It was June 13, 2003: Father's Day. Kids in Distress needed emergency placement
for a newborn left that morning at a Deerfield Beach firehouse.
The Lewises, of Fort Lauderdale, were used to such calls. Married three years,
they were caring for two sisters and a boy: all preschoolers.
' `This one is different,' '' Lori said the social worker told her. `` `She's
pre-adoption. I want you to have her.'
``I fell to my knees. Then [the social worker] showed up with Baby Gloria and
six pink roses.''
On Tuesday, the baby whom the firefighters named Hope and the Lewises named
Gloria legally becomes their daughter: Gloria Hope Lewis.
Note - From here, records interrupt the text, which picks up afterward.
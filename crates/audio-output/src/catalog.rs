//! Output device discovery and selection.
//!
//! Thin layer over [`AudioHost::endpoint_hints`] for:
//! - listing the endpoints usable for playback
//! - selecting a device by id or by substring match

use crate::host::{AudioHost, EndpointHint};

/// Output endpoint usable as a session target.
#[derive(Clone, Debug, PartialEq, Eq)]
pub struct OutputDeviceDescriptor {
    /// PCM name passed to the host when opening the device.
    pub id: String,
    /// Human description (falls back to the id).
    pub display_name: String,
    /// Zero-based position among the listed output devices.
    pub ordinal: usize,
}

impl OutputDeviceDescriptor {
    /// Descriptor for a device known only by name (for example `default`).
    pub fn named(id: impl Into<String>) -> Self {
        let id = id.into();
        Self {
            display_name: id.clone(),
            id,
            ordinal: 0,
        }
    }
}

/// Return every endpoint usable for output, in discovery order.
///
/// Enumeration failures are logged and reported as an empty list.
pub fn list_output_devices<H: AudioHost>(host: &H) -> Vec<OutputDeviceDescriptor> {
    match host.endpoint_hints() {
        Ok(hints) => filter_output_hints(hints),
        Err(e) => {
            tracing::warn!("device enumeration failed: {e}");
            Vec::new()
        }
    }
}

/// Keep hints without a direction tag or tagged `Output`, and number them.
pub fn filter_output_hints(hints: impl IntoIterator<Item = EndpointHint>) -> Vec<OutputDeviceDescriptor> {
    hints
        .into_iter()
        .filter(|h| h.direction.as_deref().is_none_or(|io| io == "Output"))
        .filter_map(|h| {
            let id = h.name?;
            let display_name = h.description.unwrap_or_else(|| id.clone());
            Some((id, display_name))
        })
        .enumerate()
        .map(|(ordinal, (id, display_name))| OutputDeviceDescriptor {
            id,
            display_name,
            ordinal,
        })
        .collect()
}

/// Pick an output device by exact id, or the first whose id or description contains
/// `needle` (case-insensitive).
pub fn find_output_device<H: AudioHost>(host: &H, needle: &str) -> Option<OutputDeviceDescriptor> {
    let devices = list_output_devices(host);
    if let Some(exact) = devices.iter().find(|d| d.id == needle) {
        return Some(exact.clone());
    }
    devices
        .into_iter()
        .find(|d| matches_device_name(&d.id, needle) || matches_device_name(&d.display_name, needle))
}

fn matches_device_name(name: &str, needle: &str) -> bool {
    let needle = needle.trim();
    if needle.is_empty() {
        return false;
    }
    name.to_lowercase().contains(&needle.to_lowercase())
}

#[cfg(test)]
mod tests {
    use super::*;
    use crate::host::fake::FakeHost;

    fn hint(name: &str, desc: &str, io: Option<&str>) -> EndpointHint {
        EndpointHint {
            name: Some(name.to_string()),
            description: Some(desc.to_string()),
            direction: io.map(str::to_string),
        }
    }

    #[test]
    fn input_endpoints_are_never_listed() {
        let devices = filter_output_hints(vec![
            hint("dsnoop:CARD=PCH", "Direct sample snooping", Some("Input")),
            hint("default", "Default ALSA Output", None),
            hint("hw:CARD=PCH,DEV=0", "HDA Intel PCH", Some("Output")),
        ]);
        let ids: Vec<&str> = devices.iter().map(|d| d.id.as_str()).collect();
        assert_eq!(ids, vec!["default", "hw:CARD=PCH,DEV=0"]);
    }

    #[test]
    fn ordinals_count_only_kept_entries() {
        let devices = filter_output_hints(vec![
            hint("a", "A", Some("Input")),
            hint("b", "B", None),
            hint("c", "C", Some("Input")),
            hint("d", "D", Some("Output")),
        ]);
        assert_eq!(devices[0].ordinal, 0);
        assert_eq!(devices[0].id, "b");
        assert_eq!(devices[1].ordinal, 1);
        assert_eq!(devices[1].id, "d");
    }

    #[test]
    fn nameless_hints_are_skipped_and_description_falls_back_to_id() {
        let devices = filter_output_hints(vec![
            EndpointHint {
                name: None,
                description: Some("ghost".to_string()),
                direction: None,
            },
            EndpointHint {
                name: Some("null".to_string()),
                description: None,
                direction: None,
            },
        ]);
        assert_eq!(devices.len(), 1);
        assert_eq!(devices[0].display_name, "null");
        assert_eq!(devices[0].ordinal, 0);
    }

    #[test]
    fn enumeration_failure_is_an_empty_list() {
        let host = FakeHost::new();
        host.fail_enumeration();
        assert!(list_output_devices(&host).is_empty());
    }

    #[test]
    fn find_prefers_exact_id_then_substring() {
        let host = FakeHost::new();
        host.set_hints(vec![
            hint("hw:CARD=USB,DEV=0", "USB DAC", Some("Output")),
            hint("default", "Default Audio Device", None),
        ]);
        assert_eq!(find_output_device(&host, "default").unwrap().id, "default");
        assert_eq!(find_output_device(&host, "usb dac").unwrap().ordinal, 0);
        assert!(find_output_device(&host, "speaker").is_none());
        assert!(find_output_device(&host, "  ").is_none());
    }

    #[test]
    fn matches_device_name_is_case_insensitive() {
        assert!(matches_device_name("USB DAC", "dac"));
        assert!(matches_device_name("usb dac", "USB"));
        assert!(!matches_device_name("USB DAC", "speaker"));
        assert!(!matches_device_name("USB DAC", ""));
    }
}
So does Erika Lynn, 4, whose last name and picture can't be revealed until the
adoption, at the Broward County Courthouse, is final. She's been with the
Lewises since last April.
Her sister lives with another family. The boy, 4, remains with the Lewises.
''Sisters for Life,'' reads the adoption-day announcements that the Lewises
sent to friends. The girls are smiling, in matching green dresses.
They bear uncanny resemblances to their new parents: Erika is dark-haired,
dark-eyed and olive-skinned like Michael. Gloria, who has strawberry-blonde
peach fuzz, is blue-eyed and fair, like Lori.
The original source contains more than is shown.